Alle im Rahmen dieses Themas geförderten Projekte werden nachdrücklich aufgefordert, sich gegebenenfalls an Vernetzungs- und gemeinsamen Aktivitäten zu beteiligen. Diese Vernetzungs- und gemeinsamen Aktivitäten könnten zum Beispiel die Teilnahme an gemeinsamen Workshops, den Austausch von Wissen, die Entwicklung und Übernahme bewährter Verfahren oder gemeinsame Kommunikationsaktivitäten umfassen. Dies könnte auch die Vernetzung und gemeinsame Aktivitäten mit Projekten umfassen, die im Rahmen anderer Cluster und Säulen von Horizont Europa oder gegebenenfalls anderer EU-Programme finanziert werden. Daher wird von den Vorschlägen erwartet, dass sie ein Budget für die Teilnahme an regelmäßigen gemeinsamen Sitzungen enthalten und dass sie die Kosten für andere potenzielle gemeinsame Aktivitäten abdecken, ohne dass in dieser Phase konkrete gemeinsame Aktivitäten im Detail festgelegt werden müssen.
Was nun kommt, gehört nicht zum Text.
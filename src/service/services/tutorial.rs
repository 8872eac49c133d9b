use std::{future::Future, sync::Arc, time::Duration};

use tutorials_core::{
    decode, encode, parse_storage_key, storage_key, CallerIdentity, Error, IdentityProbe,
    ObjectStore, Result, Tutorial, TUTORIALS_PREFIX,
};

use crate::persistence::TutorialIndex;

pub const DEFAULT_STORAGE_TIMEOUT: Duration = Duration::from_secs(10);

/// Owns tutorial durability: the object store is the system of record, the
/// index mirrors what this process created or updated.
///
/// Storage is always written before the index is touched, so the index never
/// holds a tutorial whose write failed. The two are not updated atomically.
pub struct TutorialService {
    store: Arc<dyn ObjectStore>,
    identity_probe: Arc<dyn IdentityProbe>,
    index: Box<dyn TutorialIndex>,
    storage_timeout: Duration,
}

impl TutorialService {
    pub fn new(
        store: Arc<dyn ObjectStore>,
        identity_probe: Arc<dyn IdentityProbe>,
        index: Box<dyn TutorialIndex>,
    ) -> Self {
        Self {
            store,
            identity_probe,
            index,
            storage_timeout: DEFAULT_STORAGE_TIMEOUT,
        }
    }

    pub fn with_storage_timeout(mut self, storage_timeout: Duration) -> Self {
        self.storage_timeout = storage_timeout;
        self
    }

    /// Reads a tutorial from storage. The caller identity is probed on a
    /// detached task and only logged; the read neither waits for the probe
    /// nor fails because of it.
    #[tracing::instrument(name = "service::tutorial::find_by_id", skip(self))]
    pub async fn find_by_id(&self, id: u64) -> Result<Tutorial> {
        self.spawn_caller_identity_log();

        let key = storage_key(id);
        let payload = self.bounded("get", &key, self.store.get(&key)).await?;

        match payload {
            Some(payload) => decode(&payload),
            None => Err(Error::NotFound { id }),
        }
    }

    /// Writes a tutorial to storage, minting an id first when it has none.
    ///
    /// New tutorials are appended to the index once stored. Existing ones
    /// replace their index entry if there is one; an update for a tutorial
    /// the index has never seen leaves the index as it is.
    #[tracing::instrument(name = "service::tutorial::save", skip(self))]
    pub async fn save(&self, tutorial: Tutorial) -> Result<Tutorial> {
        let mut tutorial = tutorial;

        let is_new = tutorial.is_unassigned();
        if is_new {
            tutorial.id = self.index.reserve_id()?;
        }

        let payload = encode(&tutorial)?;
        let key = tutorial.storage_key();

        self.bounded("put", &key, self.store.put(&key, payload)).await?;

        if is_new {
            self.index.append(&tutorial)?;
            tracing::info!("tutorial created: {:?}", tutorial);
        } else if self.index.replace(&tutorial)? {
            tracing::info!("tutorial updated: {:?}", tutorial);
        } else {
            tracing::warn!(
                "tutorial {} updated in storage but absent from the local index",
                tutorial.id
            );
        }

        Ok(tutorial)
    }

    #[tracing::instrument(name = "service::tutorial::delete_by_id", skip(self))]
    pub async fn delete_by_id(&self, id: u64) -> Result<()> {
        let key = storage_key(id);

        self.bounded("delete", &key, self.store.delete(&key)).await?;

        let removed_count = self.index.remove(id)?;

        tracing::info!(
            "tutorial {} deleted ({} local index entries removed)",
            id,
            removed_count
        );

        Ok(())
    }

    #[tracing::instrument(name = "service::tutorial::describe_caller", skip(self))]
    pub async fn describe_caller(&self) -> Result<CallerIdentity> {
        probe_caller_identity(self.identity_probe.as_ref(), self.storage_timeout).await
    }

    /// Highest id minted so far, or the seeded floor when nothing was minted.
    pub fn last_id(&self) -> Result<u64> {
        Ok(self.index.last_id()?)
    }

    /// Snapshot of the local index in insertion order.
    #[tracing::instrument(name = "service::tutorial::indexed", skip(self))]
    pub fn indexed(&self) -> Result<Vec<Tutorial>> {
        Ok(self.index.list()?)
    }

    /// Advances the id counter past every id already present in storage so a
    /// restarted process does not mint ids that collide with stored tutorials.
    /// Returns the highest id seen.
    #[tracing::instrument(name = "service::tutorial::seed_from_store", skip(self))]
    pub async fn seed_from_store(&self) -> Result<u64> {
        let keys = self
            .bounded("list", TUTORIALS_PREFIX, self.store.list_keys(TUTORIALS_PREFIX))
            .await?;

        let max_stored_id = keys
            .iter()
            .filter_map(|key| parse_storage_key(key))
            .max()
            .unwrap_or(0);

        self.index.advance_past(max_stored_id)?;

        tracing::info!(
            "seeded tutorial ids from {} stored objects, next id after {}",
            keys.len(),
            self.index.last_id()?
        );

        Ok(max_stored_id)
    }

    fn spawn_caller_identity_log(&self) {
        let identity_probe = Arc::clone(&self.identity_probe);
        let probe_timeout = self.storage_timeout;

        tokio::spawn(async move {
            match probe_caller_identity(identity_probe.as_ref(), probe_timeout).await {
                Ok(identity) => tracing::info!("caller identity: {}", identity),
                Err(err) => tracing::warn!("caller identity probe failed: {:#}", err),
            }
        });
    }

    async fn bounded<T>(
        &self,
        operation: &'static str,
        key: &str,
        call: impl Future<Output = anyhow::Result<T>>,
    ) -> Result<T> {
        match tokio::time::timeout(self.storage_timeout, call).await {
            Ok(Ok(value)) => Ok(value),
            Ok(Err(err)) => Err(Error::storage(operation, key, format!("{err:#}"))),
            Err(_) => Err(Error::storage(
                operation,
                key,
                format!("timed out after {:?}", self.storage_timeout),
            )),
        }
    }
}

async fn probe_caller_identity(
    identity_probe: &dyn IdentityProbe,
    probe_timeout: Duration,
) -> Result<CallerIdentity> {
    match tokio::time::timeout(probe_timeout, identity_probe.caller_identity()).await {
        Ok(identity) => Ok(identity?),
        Err(_) => Err(anyhow::anyhow!(
            "caller identity probe timed out after {:?}",
            probe_timeout
        )
        .into()),
    }
}
use crate::{CallerIdentity, Tutorial};

pub fn get_tutorial_fixture(title: Option<&str>) -> Tutorial {
    let title = title.unwrap_or("tutorial-fixture");

    Tutorial {
        id: 0,
        title: title.to_owned(),
        description: format!("{title} description"),
        published: false,
    }
}

pub fn get_caller_identity_fixture() -> CallerIdentity {
    CallerIdentity {
        account: Some("123456789012".to_owned()),
        arn: Some("arn:aws:iam::123456789012:user/tutorials".to_owned()),
        user_id: Some("AIDAEXAMPLEUSERID".to_owned()),
    }
}
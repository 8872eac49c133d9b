use thiserror::Error;

pub type Result<T> = std::result::Result<T, Error>;

#[derive(Debug, Error)]
pub enum Error {
    #[error("tutorial {id} not found")]
    NotFound { id: u64 },

    #[error("object storage {operation} of {key} failed: {reason}")]
    Storage {
        operation: &'static str,
        key: String,
        reason: String,
    },

    #[error("failed to serialize tutorial: {0}")]
    Serialization(#[source] serde_json::Error),

    #[error("failed to deserialize tutorial: {0}")]
    Deserialization(#[source] serde_json::Error),

    #[error(transparent)]
    Internal(#[from] anyhow::Error),
}

impl Error {
    pub fn storage(operation: &'static str, key: &str, reason: impl std::fmt::Display) -> Self {
        Self::Storage {
            operation,
            key: key.to_owned(),
            reason: reason.to_string(),
        }
    }

    pub fn is_not_found(&self) -> bool {
        matches!(self, Self::NotFound { .. })
    }
}
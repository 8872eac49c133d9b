use tracing_subscriber::{layer::SubscriberExt, util::SubscriberInitExt};

/// Installs the global subscriber: env-filtered fmt output, plus a Jaeger
/// exporter when enabled.
pub fn init_tracing(service_name: &str, jaeger_enabled: bool) -> anyhow::Result<()> {
    let otel_layer = if jaeger_enabled {
        let tracer = opentelemetry_jaeger::new_agent_pipeline()
            .with_service_name(service_name)
            .install_simple()?;

        Some(tracing_opentelemetry::layer().with_tracer(tracer))
    } else {
        None
    };

    tracing_subscriber::registry()
        .with(tracing_subscriber::EnvFilter::from_default_env())
        .with(otel_layer)
        .with(tracing_subscriber::fmt::layer())
        .try_init()?;

    Ok(())
}

pub fn shutdown_tracing() {
    opentelemetry::global::shutdown_tracer_provider();
}
use std::sync::{Arc, Mutex, MutexGuard};

use tutorials_core::Tutorial;

use crate::persistence::TutorialIndex;

#[derive(Debug, Default)]
struct IndexState {
    last_id: u64,
    tutorials: Vec<Tutorial>,
}

#[derive(Debug, Default)]
pub struct MemoryTutorialIndex {
    state: Arc<Mutex<IndexState>>,
}

impl TutorialIndex for MemoryTutorialIndex {
    fn reserve_id(&self) -> anyhow::Result<u64> {
        let mut locked_state = self.get_state_locked()?;

        locked_state.last_id = locked_state
            .last_id
            .checked_add(1)
            .ok_or_else(|| anyhow::anyhow!("tutorial id space exhausted"))?;

        Ok(locked_state.last_id)
    }

    fn advance_past(&self, id: u64) -> anyhow::Result<()> {
        let mut locked_state = self.get_state_locked()?;

        locked_state.last_id = locked_state.last_id.max(id);

        Ok(())
    }

    fn last_id(&self) -> anyhow::Result<u64> {
        Ok(self.get_state_locked()?.last_id)
    }

    fn append(&self, tutorial: &Tutorial) -> anyhow::Result<()> {
        let mut locked_state = self.get_state_locked()?;

        locked_state.tutorials.push(tutorial.clone());

        Ok(())
    }

    fn replace(&self, tutorial: &Tutorial) -> anyhow::Result<bool> {
        let mut locked_state = self.get_state_locked()?;

        match locked_state
            .tutorials
            .iter_mut()
            .find(|indexed| indexed.id == tutorial.id)
        {
            Some(indexed) => {
                *indexed = tutorial.clone();
                Ok(true)
            }
            None => Ok(false),
        }
    }

    fn remove(&self, id: u64) -> anyhow::Result<usize> {
        let mut locked_state = self.get_state_locked()?;

        let starting_len = locked_state.tutorials.len();
        locked_state.tutorials.retain(|tutorial| tutorial.id != id);

        Ok(starting_len - locked_state.tutorials.len())
    }

    fn get_by_id(&self, id: u64) -> anyhow::Result<Option<Tutorial>> {
        let locked_state = self.get_state_locked()?;

        Ok(locked_state
            .tutorials
            .iter()
            .find(|tutorial| tutorial.id == id)
            .cloned())
    }

    fn list(&self) -> anyhow::Result<Vec<Tutorial>> {
        Ok(self.get_state_locked()?.tutorials.clone())
    }
}

impl MemoryTutorialIndex {
    fn get_state_locked(&self) -> anyhow::Result<MutexGuard<'_, IndexState>> {
        match self.state.lock() {
            Ok(locked_state) => Ok(locked_state),
            Err(_) => Err(anyhow::anyhow!("failed to acquire lock")),
        }
    }
}
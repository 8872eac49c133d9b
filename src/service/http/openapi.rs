use axum::Json;
use utoipa::OpenApi;

use tutorials_core::Tutorial;

use super::tutorial::{self, TutorialPayload};

#[derive(OpenApi)]
#[openapi(
    paths(
        tutorial::create,
        tutorial::get_by_id,
        tutorial::update,
        tutorial::delete,
    ),
    components(schemas(Tutorial, TutorialPayload)),
    tags((name = "tutorials", description = "Tutorial management APIs"))
)]
pub struct ApiDoc;

#[tracing::instrument(name = "http::openapi")]
pub async fn openapi() -> Json<utoipa::openapi::OpenApi> {
    Json(ApiDoc::openapi())
}

#[cfg(test)]
mod tests {
    use super::*;

    #[test]
    fn test_operation_summaries() {
        let document = serde_json::to_value(ApiDoc::openapi()).unwrap();

        assert_eq!(
            document["paths"]["/api/tutorials"]["post"]["summary"],
            "Create a new Tutorial"
        );
        assert_eq!(
            document["paths"]["/api/tutorials/{id}"]["get"]["summary"],
            "Retrieve a Tutorial by Id"
        );
        assert_eq!(
            document["paths"]["/api/tutorials/{id}"]["get"]["parameters"][0]["name"],
            "id"
        );
        assert!(document["paths"]["/api/tutorials/{id}"]["delete"]["responses"]["500"].is_object());
    }
}
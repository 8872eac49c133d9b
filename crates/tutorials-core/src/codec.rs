use crate::{Error, Result, Tutorial};

pub fn encode(tutorial: &Tutorial) -> Result<Vec<u8>> {
    serde_json::to_vec(tutorial).map_err(Error::Serialization)
}

pub fn decode(payload: &[u8]) -> Result<Tutorial> {
    serde_json::from_slice(payload).map_err(Error::Deserialization)
}

#[cfg(test)]
mod tests {
    use super::*;

    use crate::test::get_tutorial_fixture;

    #[test]
    fn test_encode_decode() {
        let tutorial = Tutorial {
            id: 3,
            ..get_tutorial_fixture(Some("codec"))
        };

        let payload = encode(&tutorial).unwrap();
        let decoded = decode(&payload).unwrap();

        assert_eq!(decoded, tutorial);
    }

    #[test]
    fn test_encode_field_names() {
        let tutorial = Tutorial {
            id: 1,
            title: "A".to_owned(),
            description: "d".to_owned(),
            published: false,
        };

        let value: serde_json::Value = serde_json::from_slice(&encode(&tutorial).unwrap()).unwrap();

        assert_eq!(
            value,
            serde_json::json!({"id": 1, "title": "A", "description": "d", "published": false})
        );
    }

    #[test]
    fn test_decode_malformed() {
        let err = decode(b"{not json").unwrap_err();
        assert!(matches!(err, Error::Deserialization(_)));
    }

    #[test]
    fn test_decode_missing_field() {
        let err = decode(br#"{"id": 1, "title": "A", "description": "d"}"#).unwrap_err();
        assert!(matches!(err, Error::Deserialization(_)));
    }
}
use axum::{http::StatusCode, response::Html, Extension};
use std::sync::Arc;

use crate::services::TutorialService;

/// Plain `ok` while the local index is usable, 503 once its lock is poisoned.
#[tracing::instrument(name = "http::health", skip_all)]
pub async fn health(
    Extension(tutorial_service): Extension<Arc<TutorialService>>,
) -> (StatusCode, Html<&'static str>) {
    match tutorial_service.last_id() {
        Ok(_) => (StatusCode::OK, Html("ok")),
        Err(err) => {
            tracing::error!("health check failed: {}", err);
            (StatusCode::SERVICE_UNAVAILABLE, Html("unavailable"))
        }
    }
}
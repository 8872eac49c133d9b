use async_trait::async_trait;
use aws_config::SdkConfig;
use aws_sdk_s3::Client;

use tutorials_core::ObjectStore;

/// Object store backed by a single S3 bucket.
#[derive(Clone, Debug)]
pub struct S3ObjectStore {
    client: Client,
    bucket: String,
}

impl S3ObjectStore {
    pub fn new(sdk_config: &SdkConfig, bucket: impl Into<String>, force_path_style: bool) -> Self {
        let s3_config = aws_sdk_s3::config::Builder::from(sdk_config)
            .force_path_style(force_path_style)
            .build();

        Self {
            client: Client::from_conf(s3_config),
            bucket: bucket.into(),
        }
    }

    pub fn bucket(&self) -> &str {
        &self.bucket
    }
}

#[async_trait]
impl ObjectStore for S3ObjectStore {
    #[tracing::instrument(name = "s3::get", skip(self))]
    async fn get(&self, key: &str) -> anyhow::Result<Option<Vec<u8>>> {
        let response = self
            .client
            .get_object()
            .bucket(&self.bucket)
            .key(key)
            .send()
            .await;

        let output = match response {
            Ok(output) => output,
            Err(err) => {
                let service_error = err.into_service_error();
                if service_error.is_no_such_key() {
                    return Ok(None);
                }

                return Err(service_error.into());
            }
        };

        let payload = output.body.collect().await?.into_bytes();

        Ok(Some(payload.to_vec()))
    }

    #[tracing::instrument(name = "s3::put", skip(self, payload))]
    async fn put(&self, key: &str, payload: Vec<u8>) -> anyhow::Result<()> {
        self.client
            .put_object()
            .bucket(&self.bucket)
            .key(key)
            .content_type("application/json")
            .body(payload.into())
            .send()
            .await
            .map_err(|err| err.into_service_error())?;

        Ok(())
    }

    #[tracing::instrument(name = "s3::delete", skip(self))]
    async fn delete(&self, key: &str) -> anyhow::Result<()> {
        self.client
            .delete_object()
            .bucket(&self.bucket)
            .key(key)
            .send()
            .await
            .map_err(|err| err.into_service_error())?;

        Ok(())
    }

    #[tracing::instrument(name = "s3::list_keys", skip(self))]
    async fn list_keys(&self, prefix: &str) -> anyhow::Result<Vec<String>> {
        let mut pages = self
            .client
            .list_objects_v2()
            .bucket(&self.bucket)
            .prefix(prefix)
            .into_paginator()
            .send();

        let mut keys = Vec::new();
        while let Some(page) = pages.next().await {
            let page = page.map_err(|err| err.into_service_error())?;

            keys.extend(
                page.contents()
                    .iter()
                    .filter_map(|object| object.key())
                    .map(str::to_owned),
            );
        }

        Ok(keys)
    }
}
use std::{sync::Arc, time::Duration};

use anyhow::{Context, Result};
use gatehouse_core::{
    application::BootstrapService,
    identity::{
        AuthCrypto, IdentityManager, IdentityRepository, SessionConfig, SessionManager,
    },
    infrastructure::InMemoryIdentityRepository,
};
use tokio::task::JoinHandle;
use tracing::{debug, info, warn};

use crate::infra::{app_state::AppState, config::Config};

pub const SESSION_PURGE_INTERVAL: Duration = Duration::from_secs(300);

/// Everything `main` needs to serve: the router state, plus the concrete
/// session manager so the purge task can reach it.
#[derive(Debug)]
pub struct Services {
    pub state: AppState,
    pub session_manager: Arc<SessionManager>,
}

pub fn build_crypto(config: &Config) -> Result<Arc<AuthCrypto>> {
    let crypto = AuthCrypto::new(&config.auth_password_pepper, &config.auth_token_key)
        .context("invalid authentication secrets")?;
    Ok(Arc::new(crypto))
}

/// PostgreSQL when a database URL is configured (migrations applied on
/// connect), otherwise a process-local store.
pub async fn open_repository(config: &Config) -> Result<Arc<dyn IdentityRepository>> {
    match config.database_url.as_deref() {
        #[cfg(feature = "database")]
        Some(url) => {
            let pool = connect(url).await?;
            gatehouse_core::MIGRATOR
                .run(&pool)
                .await
                .context("database migration failed")?;
            info!("connected to PostgreSQL identity store");
            Ok(Arc::new(
                gatehouse_core::infrastructure::PostgresIdentityRepository::new(pool),
            ))
        }
        #[cfg(not(feature = "database"))]
        Some(_) => {
            warn!("DATABASE_URL is set but this build has no database support; using in-memory store");
            Ok(Arc::new(InMemoryIdentityRepository::default()))
        }
        None => {
            warn!("DATABASE_URL not set; accounts and roles live in memory only");
            Ok(Arc::new(InMemoryIdentityRepository::default()))
        }
    }
}

#[cfg(feature = "database")]
pub async fn connect(url: &str) -> Result<sqlx::PgPool> {
    sqlx::postgres::PgPoolOptions::new()
        .max_connections(10)
        .acquire_timeout(Duration::from_secs(5))
        .connect(url)
        .await
        .context("failed to connect to PostgreSQL")
}

pub async fn build_services(config: Config) -> Result<Services> {
    let crypto = build_crypto(&config)?;
    let repo = open_repository(&config).await?;
    build_services_with(config, repo, crypto).await
}

/// Wires the collaborators over an already-open repository and seeds the
/// configured roles.
pub async fn build_services_with(
    config: Config,
    repo: Arc<dyn IdentityRepository>,
    crypto: Arc<AuthCrypto>,
) -> Result<Services> {
    let store = Arc::new(IdentityManager::new(
        repo,
        crypto.clone(),
        config.password_policy.clone(),
    ));
    let session_manager = Arc::new(
        SessionManager::new(
            store.clone(),
            crypto,
            SessionConfig {
                lifetime: config.session_lifetime,
            },
        )
        .context("failed to initialise session manager")?,
    );

    if !config.seed_roles.is_empty() {
        let created = BootstrapService::new(store.clone())
            .ensure_roles(&config.seed_roles)
            .await
            .context("failed to seed roles")?;
        info!(created, requested = config.seed_roles.len(), "role seeding finished");
    }

    let state = AppState::new(store, session_manager.clone(), Arc::new(config));
    Ok(Services {
        state,
        session_manager,
    })
}

pub fn spawn_session_purge(sessions: Arc<SessionManager>, every: Duration) -> JoinHandle<()> {
    tokio::spawn(async move {
        let mut interval = tokio::time::interval(every);
        loop {
            interval.tick().await;
            let purged = sessions.purge_expired();
            if purged > 0 {
                debug!(purged, remaining = sessions.active_sessions(), "purged expired sessions");
            }
        }
    })
}
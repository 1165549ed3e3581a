use thiserror::Error;

use crate::identity::crypto::AuthCryptoError;

/// Infrastructure failures raised by the identity collaborators.
///
/// Business outcomes (duplicate email, weak password, unknown role) are never
/// reported through this type; they travel inside
/// [`IdentityResult`](crate::identity::IdentityResult).
#[derive(Error, Debug)]
pub enum IdentityError {
    #[error("Storage error: {0}")]
    Storage(String),

    #[error("Crypto error: {0}")]
    Crypto(#[from] AuthCryptoError),

    #[error("Conflict: {0}")]
    Conflict(String),

    #[error("Internal error: {0}")]
    Internal(String),
}

#[cfg(feature = "database")]
impl From<sqlx::Error> for IdentityError {
    fn from(err: sqlx::Error) -> Self {
        IdentityError::Storage(err.to_string())
    }
}

#[cfg(feature = "database")]
impl From<sqlx::migrate::MigrateError> for IdentityError {
    fn from(err: sqlx::migrate::MigrateError) -> Self {
        IdentityError::Storage(format!("migration failed: {err}"))
    }
}

pub type Result<T> = std::result::Result<T, IdentityError>;
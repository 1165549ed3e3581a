use axum::{
    Json,
    http::StatusCode,
    response::{IntoResponse, Response},
};
use serde_json::json;
use std::fmt;

use gatehouse_core::error::IdentityError;

/// Shown for every failure the user cannot act on.
pub const GENERIC_ERROR_MESSAGE: &str = "An unexpected error occurred.";

pub type AppResult<T> = Result<T, AppError>;

#[derive(Debug)]
pub struct AppError {
    pub status: StatusCode,
    pub message: String,
}

impl AppError {
    pub fn new(status: StatusCode, message: impl Into<String>) -> Self {
        Self {
            status,
            message: message.into(),
        }
    }

    /// The generic error page. Details belong in the log, not the response.
    pub fn internal() -> Self {
        Self::new(StatusCode::INTERNAL_SERVER_ERROR, GENERIC_ERROR_MESSAGE)
    }

    pub fn forbidden(message: impl Into<String>) -> Self {
        Self::new(StatusCode::FORBIDDEN, message)
    }
}

impl fmt::Display for AppError {
    fn fmt(&self, f: &mut fmt::Formatter<'_>) -> fmt::Result {
        write!(f, "{}", self.message)
    }
}

impl std::error::Error for AppError {}

impl IntoResponse for AppError {
    fn into_response(self) -> Response {
        let body = Json(json!({
            "error": {
                "message": self.message,
                "status": self.status.as_u16(),
            }
        }));

        (self.status, body).into_response()
    }
}

impl From<IdentityError> for AppError {
    fn from(err: IdentityError) -> Self {
        tracing::error!(error = %err, "identity operation failed");
        Self::internal()
    }
}

impl From<anyhow::Error> for AppError {
    fn from(err: anyhow::Error) -> Self {
        tracing::error!(error = ?err, "request failed");
        Self::internal()
    }
}

#[cfg(test)]
mod tests {
    use super::*;

    #[test]
    fn identity_errors_collapse_to_generic_message() {
        let err = AppError::from(IdentityError::Storage("password authentication failed".into()));
        assert_eq!(err.status, StatusCode::INTERNAL_SERVER_ERROR);
        assert_eq!(err.message, GENERIC_ERROR_MESSAGE);
    }
}
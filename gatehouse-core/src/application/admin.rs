//! Role and user administration on top of the credential store.

use std::{fmt, sync::Arc};

use tracing::{info, warn};

use crate::{
    error::Result,
    identity::{CredentialStore, IdentityResult, UserRoles},
};

use super::{
    forms::{AssignRoleInput, CreateRoleInput, CreateUserInput},
    outcome::{AssignRoleChoices, Directory, FlowOutcome, Notice},
};

pub const ROLE_NAME_REQUIRED: &str = "Role name is required";
pub const ROLE_ALREADY_EXISTS: &str = "Role already exists";
pub const USER_OR_ROLE_NOT_FOUND: &str = "User or Role not found";

pub struct AdminFlow {
    store: Arc<dyn CredentialStore>,
}

impl fmt::Debug for AdminFlow {
    fn fmt(&self, f: &mut fmt::Formatter<'_>) -> fmt::Result {
        f.debug_struct("AdminFlow")
            .field("store", &"Arc<dyn CredentialStore>")
            .finish()
    }
}

impl AdminFlow {
    pub fn new(store: Arc<dyn CredentialStore>) -> Self {
        Self { store }
    }

    pub async fn create_role(&self, input: &CreateRoleInput) -> Result<FlowOutcome> {
        let name = input.role_name.trim();
        if name.is_empty() {
            return Ok(FlowOutcome::rejected([ROLE_NAME_REQUIRED]));
        }
        if self.store.role_exists(name).await? {
            return Ok(FlowOutcome::rejected([ROLE_ALREADY_EXISTS]));
        }

        match self.store.create_role(name).await? {
            IdentityResult::Succeeded(role) => {
                info!(role = %role.name, "role created via admin");
                Ok(FlowOutcome::completed(Notice::RoleCreated))
            }
            failed @ IdentityResult::Failed(_) => {
                Ok(FlowOutcome::rejected(failed.descriptions()))
            }
        }
    }

    /// Role names and user emails for the assign-role selection lists.
    pub async fn assign_role_choices(&self) -> Result<AssignRoleChoices> {
        let roles = self.role_names().await?;
        let users = self
            .store
            .users()
            .await?
            .into_iter()
            .map(|user| user.email)
            .collect();
        Ok(AssignRoleChoices { roles, users })
    }

    pub async fn assign_role(&self, input: &AssignRoleInput) -> Result<FlowOutcome> {
        let Some(user) = self.store.find_by_email(&input.email).await? else {
            return Ok(FlowOutcome::rejected([USER_OR_ROLE_NOT_FOUND]));
        };
        if !self.store.role_exists(&input.role).await? {
            return Ok(FlowOutcome::rejected([USER_OR_ROLE_NOT_FOUND]));
        }

        match self.store.add_to_role(&user, input.role.trim()).await? {
            IdentityResult::Succeeded(()) => {
                info!(user_id = %user.id, role = %input.role.trim(), "role assigned");
                Ok(FlowOutcome::completed(Notice::RoleAssigned))
            }
            failed @ IdentityResult::Failed(_) => {
                Ok(FlowOutcome::rejected(failed.descriptions()))
            }
        }
    }

    /// Role names for the create-user selection list.
    pub async fn role_names(&self) -> Result<Vec<String>> {
        Ok(self
            .store
            .roles()
            .await?
            .into_iter()
            .map(|role| role.name)
            .collect())
    }

    /// Creates a user without signing anyone in. The optional role is attached
    /// only when it exists; a missing role or a failed attachment is logged
    /// and otherwise ignored.
    pub async fn create_user(&self, input: &CreateUserInput) -> Result<FlowOutcome> {
        let errors = input.validate();
        if !errors.is_empty() {
            return Ok(FlowOutcome::rejected(errors));
        }

        let user = match self.store.create_user(&input.email, &input.password).await? {
            IdentityResult::Succeeded(user) => user,
            failed @ IdentityResult::Failed(_) => {
                return Ok(FlowOutcome::rejected(failed.descriptions()));
            }
        };
        info!(user_id = %user.id, "user created via admin");

        if let Some(role) = input.requested_role() {
            match self.store.role_exists(role).await {
                Ok(true) => match self.store.add_to_role(&user, role).await {
                    Ok(IdentityResult::Succeeded(())) => {
                        info!(user_id = %user.id, role, "role assigned");
                    }
                    Ok(failed) => {
                        warn!(user_id = %user.id, role, failures = ?failed.descriptions(), "role not attached");
                    }
                    Err(err) => {
                        warn!(user_id = %user.id, role, error = %err, "role not attached");
                    }
                },
                Ok(false) => warn!(user_id = %user.id, role, "requested role does not exist"),
                Err(err) => warn!(user_id = %user.id, role, error = %err, "role lookup failed"),
            }
        }

        Ok(FlowOutcome::completed(Notice::UserCreated))
    }

    /// Every user, every role, and the roles each user holds. Looks the
    /// memberships up one user at a time.
    pub async fn directory(&self) -> Result<Directory> {
        let users = self.store.users().await?;
        let roles = self.store.roles().await?;

        let mut user_roles = UserRoles::new();
        for user in &users {
            user_roles.insert(user.id, self.store.roles_for(user).await?);
        }

        Ok(Directory {
            users,
            roles,
            user_roles,
        })
    }
}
Die Einzelheiten dieser gemeinsamen Aktivitäten werden in der Phase der Vorbereitung der Finanzhilfevereinbarung festgelegt. In diesem Zusammenhang kann die Kommission gegebenenfalls die Rolle eines Vermittlers für die Vernetzung und den Austausch, auch mit den einschlägigen Akteuren, übernehmen.

Bei diesem Thema ist die Integration der Geschlechterdimension (Geschlechts- und Genderanalyse) in die Forschungs- und Innovationsinhalte nicht zwingend erforderlich.

förderfähige Nicht-EU-Länder:

• mit Horizont Europa assoziierte Länder

• Länder mit niedrigem und mittlerem Einkommen

Rechtspersonen, die ihren Sitz in Ländern haben, die oben nicht aufgeführt sind, können eine Förderung erhalten, wenn dies in den besonderen Bedingungen der Aufforderung vorgesehen ist oder wenn ihre Teilnahme von der Bewilligungsbehörde als wesentlich für die Durchführung der Maßnahme angesehen wird.

Sonderfälle:

• Verbundene Einrichtungen - Verbundene Einrichtungen sind förderfähig, wenn sie ihren Sitz in einem der oben genannten Länder haben.
• EU-Einrichtungen - Rechtspersonen, die nach EU-Recht gegründet wurden, können ebenfalls förderfähig sein, sofern ihr Basisrechtsakt nichts anderes vorsieht.
• Internationale Organisationen - Internationale europäische Forschungsorganisationen sind förderfähig. Andere internationale Organisationen sind nicht förderfähig, es sei denn, ihre Beteiligung wird von der Bewilligungsbehörde als wesentlich für die Durchführung der Maßnahme angesehen. Internationale Organisationen mit Sitz in einem Mitgliedstaat oder einem assoziierten Land können eine Förderung für "Ausbildungs- und Mobilitätsmaßnahmen" erhalten, wenn dies in den besonderen Bedingungen der Aufforderung vorgesehen ist.

Sofern in den besonderen Bedingungen für die Aufforderung zur Einreichung von Vorschlägen nichts anderes vorgesehen ist, sind Rechtspersonen, die ein Konsortium bilden, zur Teilnahme an den Maßnahmen berechtigt, sofern das Konsortium Folgendes umfasst

• mindestens eine unabhängige Rechtsperson mit Sitz in einem Mitgliedstaat; und
• mindestens zwei weitere unabhängige Rechtspersonen, die jeweils in verschiedenen Mitgliedstaaten oder assoziierten Ländern ansässig sind.

In Anerkennung der Öffnung der Programme der US National Institutes of Health für europäische Forscher kann jede Rechtsperson mit Sitz in den Vereinigten Staaten von Amerika Finanzmittel der Union erhalten, um ihre Teilnahme an Projekten zu unterstützen, die im Rahmen des Gesundheitsclusters finanziert werden.